Intended for healthcare professionals

Views And Reviews Acute Perspective

David Oliver: “Progressive dwindling,” frailty, and realistic expectations

BMJ 2017; 358 doi: https://doi.org/10.1136/bmj.j3954 (Published 05 September 2017) Cite this as: BMJ 2017;358:j3954
  1. David Oliver, consultant in geriatrics and acute general medicine
  1. Berkshire
  1. davidoliver372{at}googlemail.com

Relatives of sick older patients have an understandable need to know why their loved ones are deteriorating or failing to recover, or exactly why they died. This can lead to misunderstandings, formal complaints, fraught meetings, or upsetting inquests.

Over the years I’ve seen my share of this in my own practice. I’ve also worked on numerous cases as an independent investigator or expert witness. In some cases aspects of care were poor, sometimes indefensibly so. And even in someone with serious health problems, failings in care can worsen decline or cause avoidable harm and distress.

Often, however, the medical care was good or exemplary, communication was open and frequent, but still the complaints and misunderstandings came. During my career society has become ever more high tech and “can do”—and perhaps less comfortable with death and dying. I’d say that people have become less willing to accept the very real limits of medicine.

Often, no one is to blame when older, frailer people with long term conditions and acute illness deteriorate. That’s just (late) life.

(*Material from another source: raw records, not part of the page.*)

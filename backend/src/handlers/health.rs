//! Health check handlers

use axum::{extract::State, Json};
use serde::Serialize;

use crate::AppState;

#[derive(Serialize)]
pub struct HealthResponse {
    pub status: String,
    pub version: String,
    pub database: String,
    pub event_subscribers: usize,
}

/// Health check endpoint handler
pub async fn health_check(State(state): State<AppState>) -> Json<HealthResponse> {
    // Check database connectivity
    let db_status = match sqlx::query("SELECT 1").execute(&state.db).await {
        Ok(_) => "connected".to_string(),
        Err(e) => {
            tracing::warn!("Health check database probe failed: {}", e);
            "disconnected".to_string()
        }
    };

    Json(HealthResponse {
        status: "healthy".to_string(),
        version: env!("CARGO_PKG_VERSION").to_string(),
        database: db_status,
        event_subscribers: state.events.receiver_count(),
    })
}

People have become less willing to accept the very real limits of medicine

I’m not the only doctor who’s had meetings with families asking why a 90 year old relative—who had complex multiple conditions and was admitted with, say, a hip fracture, pneumonia, acute kidney injury, and delirium—died. I’m also not the only one who’s had discussions with families who rewrite history by claiming that patients were “perfectly all right” and “very independent” before admission, when in reality they were admitted acutely ill, having been deteriorating for months, increasingly struggling and dependent.

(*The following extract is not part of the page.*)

//! Request middleware

pub mod auth;

pub use auth::{auth_middleware, check_permission, permissions, AuthUser, CurrentUser};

Frailty, dementia, and related presentations drive much modern hospital activity. So too do the needs of patients with multiple, life limiting, long term conditions.12

A key validation study of the electronic frailty index in over 200 000 of England’s over 75s showed that those with severe frailty were four times more likely to be admitted to hospital, five times more likely to die, and six times more likely to enter a nursing home within 12 months.3 New nursing home residents have limited average life expectancy, yet care homes get complaints when residents who are (very predictably) deteriorating or dying proceed to do so. They’re also pressured to admit such patients to hospital, even when dying or when admission will distress the patient more than acceptance of dying.4

No one goes on forever. Yet the public seem to understand this more easily in the context of sudden death from acute illness (20% of deaths); or steep deterioration from terminal single diseases, such as cancer (20%); or progressive, long term conditions with intermittent exacerbations (20%), as set out in Lynn and Adamson’s 2003 analysis of US Medicare recipients’ end of life trajectories.5 Yet 40% of the patients who died had shown “progressive dwindling,” the authors found. This trajectory is typical in people with severe frailty, common dementias, or other degenerative disease.678

Once you’re progressively dwindling you’re likely to become more dependent, be admitted and readmitted more frequently, lose function or weight in hospital, and die, even when care is sensitive and skilled.

We have somehow to explain this better to a public who may not be ready for the message and don’t readily want to discuss dying or frailty—or the complaints will grow more quickly than the population ages.